- _DATA UNDER STUDY_:

────────────────────

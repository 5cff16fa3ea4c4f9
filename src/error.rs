//! Error handling for archive operations
//!
//! This module re-exports the crate-wide error type. Structural problems fail
//! a whole `open`/`load`; per-entry problems are scoped to the entry that
//! caused them so batch operations can skip it and continue.

pub use crate::common::ArchiveError;
pub use crate::common::Result;
//! mcgarc-cli - Command-line interface for MechCommander Gold archives
//!
//! Lists, extracts and inspects FST archives and PAK containers.

use clap::{Parser, Subcommand};
use indicatif::{ProgressBar, ProgressStyle};
use mcgarc::{
    is_pak_magic, ExtractProgress, ExtractSummary, FstArchive, PakContainer, ShapePack,
};
use std::fs::File;
use std::io::Read;
use std::path::{Path, PathBuf};
use std::time::Instant;
use tracing_subscriber::filter::LevelFilter;

type CliResult<T> = Result<T, Box<dyn std::error::Error>>;

#[derive(Parser)]
#[command(name = "mcgarc-cli")]
#[command(about = "A CLI tool for MechCommander Gold FST and PAK archives")]
#[command(version)]
struct Cli {
    #[command(subcommand)]
    command: Commands,

    /// Verbose output
    #[arg(short, long)]
    verbose: bool,

    /// Quiet mode (suppress non-error output)
    #[arg(short, long)]
    quiet: bool,
}

#[derive(Subcommand)]
enum Commands {
    /// List the contents of an FST archive or PAK container
    List {
        /// Archive to list
        archive: PathBuf,
    },

    /// Extract every file or packet
    Extract {
        /// Archive to extract
        archive: PathBuf,

        /// Output directory
        output: PathBuf,

        /// Extract FST entries on all cores
        #[arg(short, long)]
        parallel: bool,

        /// File name prefix for PAK packets
        #[arg(long, default_value = "packet_")]
        prefix: String,
    },

    /// Show the packet tree of a PAK container, including nested containers
    Inspect {
        /// PAK container to inspect
        pak: PathBuf,

        /// Maximum nesting depth to descend
        #[arg(short, long, default_value_t = 8)]
        depth: usize,
    },

    /// List the shape strips stored in a PAK container
    Shapes {
        /// PAK container holding shape strips
        pak: PathBuf,
    },
}

#[derive(Debug, Clone, Copy, PartialEq, Eq)]
enum ArchiveKind {
    Fst,
    Pak,
}

fn main() {
    let cli = Cli::parse();

    let level = if cli.quiet {
        LevelFilter::ERROR
    } else if cli.verbose {
        LevelFilter::DEBUG
    } else {
        LevelFilter::WARN
    };
    tracing_subscriber::fmt()
        .with_max_level(level)
        .with_writer(std::io::stderr)
        .init();

    let result = match cli.command {
        Commands::List { archive } => list_archive(&archive, cli.verbose),
        Commands::Extract {
            archive,
            output,
            parallel,
            prefix,
        } => extract_archive(&archive, &output, parallel, &prefix, cli.quiet).map(|_| ()),
        Commands::Inspect { pak, depth } => inspect_pak(&pak, depth),
        Commands::Shapes { pak } => show_shapes(&pak, cli.verbose),
    };

    if let Err(e) = result {
        eprintln!("Error: {}", e);
        std::process::exit(1);
    }
}

/// PAK magic wins; otherwise the extension decides, defaulting to FST
fn detect_kind(path: &Path) -> CliResult<ArchiveKind> {
    if !path.exists() {
        return Err(format!("Input file '{}' does not exist", path.display()).into());
    }

    let mut header = Vec::with_capacity(8);
    File::open(path)?.take(8).read_to_end(&mut header)?;
    if is_pak_magic(&header) {
        return Ok(ArchiveKind::Pak);
    }

    let is_pak_ext = path
        .extension()
        .and_then(|ext| ext.to_str())
        .is_some_and(|ext| ext.eq_ignore_ascii_case("pak"));
    Ok(if is_pak_ext {
        ArchiveKind::Pak
    } else {
        ArchiveKind::Fst
    })
}

fn list_archive(path: &Path, verbose: bool) -> CliResult<()> {
    match detect_kind(path)? {
        ArchiveKind::Fst => {
            let archive = FstArchive::open(path)?;
            println!("FST archive: {} ({} entries)", path.display(), archive.len());
            for entry in archive.entries() {
                if verbose {
                    println!(
                        "  {:>10} {:>10} @0x{:08X}  {}",
                        entry.uncompressed_size,
                        entry.stored_size(),
                        entry.data_offset,
                        entry.path
                    );
                } else {
                    println!("  {:>10}  {}", entry.uncompressed_size, entry.path);
                }
            }
        }
        ArchiveKind::Pak => {
            let pak = PakContainer::open(path)?;
            println!(
                "PAK container: {} ({} packets)",
                path.display(),
                pak.packet_count()
            );
            if !pak.has_magic() {
                println!("  Warning: header magic does not match");
            }
            for entry in pak.entries() {
                println!(
                    "  [{:5}] {:<8} @0x{:08X} packed {:>9} unpacked {:>9}",
                    entry.index,
                    entry.storage_type.label(),
                    entry.offset,
                    entry.packed_size,
                    entry.unpacked_size
                );
            }
        }
    }
    Ok(())
}

fn progress_bar(total: usize, quiet: bool) -> CliResult<ProgressBar> {
    if quiet {
        return Ok(ProgressBar::hidden());
    }
    let pb = ProgressBar::new(total as u64);
    pb.set_style(
        ProgressStyle::default_bar()
            .template("{spinner:.green} [{elapsed_precise}] {bar:40.cyan/blue} {pos}/{len} {msg}")?
            .progress_chars("#>-"),
    );
    Ok(pb)
}

fn extract_archive(
    path: &Path,
    output: &Path,
    parallel: bool,
    prefix: &str,
    quiet: bool,
) -> CliResult<ExtractSummary> {
    let start_time = Instant::now();

    let summary = match detect_kind(path)? {
        ArchiveKind::Fst => {
            let mut archive = FstArchive::open(path)?;
            let pb = progress_bar(archive.len(), quiet)?;
            let report = |p: &ExtractProgress| {
                pb.inc(1);
                pb.set_message(p.name.clone());
            };
            let summary = if parallel {
                extract_fst_parallel(&archive, output, report)?
            } else {
                archive.extract_all(output, report)
            };
            pb.finish_with_message("done");
            summary
        }
        ArchiveKind::Pak => {
            let mut pak = PakContainer::open(path)?;
            let pb = progress_bar(pak.packet_count(), quiet)?;
            let summary = pak.extract_all(output, prefix, |p| {
                pb.inc(1);
                pb.set_message(p.name.clone());
            })?;
            pb.finish_with_message("done");
            summary
        }
    };

    if !quiet {
        println!("✓ Extraction finished");
        println!("  Extracted: {}", summary.extracted);
        println!("  Skipped:   {}", summary.skipped);
        println!("  Time:      {:.2?}", start_time.elapsed());
        for (name, reason) in &summary.failures {
            println!("    {name}: {reason}");
        }
    }

    Ok(summary)
}

#[cfg(feature = "parallel")]
fn extract_fst_parallel<F>(archive: &FstArchive, output: &Path, report: F) -> CliResult<ExtractSummary>
where
    F: Fn(&ExtractProgress) + Send + Sync,
{
    Ok(archive.extract_all_parallel(output, report)?)
}

#[cfg(not(feature = "parallel"))]
fn extract_fst_parallel<F>(_archive: &FstArchive, _output: &Path, _report: F) -> CliResult<ExtractSummary>
where
    F: Fn(&ExtractProgress) + Send + Sync,
{
    Err("parallel extraction needs the `parallel` feature".into())
}

fn inspect_pak(path: &Path, depth: usize) -> CliResult<()> {
    let mut pak = PakContainer::open(path)?;
    println!(
        "PAK container: {} ({} packets, {} bytes)",
        path.display(),
        pak.packet_count(),
        pak.source_len()
    );

    let mut nested = 0;
    for packet in pak.walk(depth)? {
        let indent = "  ".repeat(packet.depth() + 1);
        let kind = match packet.nested_count {
            Some(count) => {
                nested += 1;
                format!("PAK with {count} packets")
            }
            None => packet.entry.storage_type.label().to_string(),
        };
        println!(
            "{indent}[{}] {kind}, packed {} unpacked {}",
            packet.path_string(),
            packet.entry.packed_size,
            packet.entry.unpacked_size
        );
    }
    println!("Nested containers: {nested}");
    Ok(())
}

fn show_shapes(path: &Path, verbose: bool) -> CliResult<()> {
    let mut pak = PakContainer::open(path)?;
    let shapes = ShapePack::from_container(&mut pak)?;
    println!(
        "{} shape strips, {} frames",
        shapes.table_count(),
        shapes.total_frame_count()
    );

    for (index, strip) in shapes.tables().iter().enumerate() {
        println!(
            "  Strip {index}: version {:?}, {} frames",
            strip.version(),
            strip.frame_count()
        );
        if !verbose {
            continue;
        }
        for (frame_index, frame) in strip.frames().enumerate() {
            match frame {
                Ok(frame) => println!(
                    "    Frame {frame_index}: {}x{} hotspot ({}, {})",
                    frame.width, frame.height, frame.hotspot_x, frame.hotspot_y
                ),
                Err(e) => println!("    Frame {frame_index}: {e}"),
            }
        }
    }
    Ok(())
}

────────────────────

Whenever a line in the entries holds the word "mcgarc", copy that line.

- _OUTPUT OF THE EXERCISE_:
//! mcgarc-cli - Command-line interface for MechCommander Gold archives
use mcgarc::{
#[command(name = "mcgarc-cli")]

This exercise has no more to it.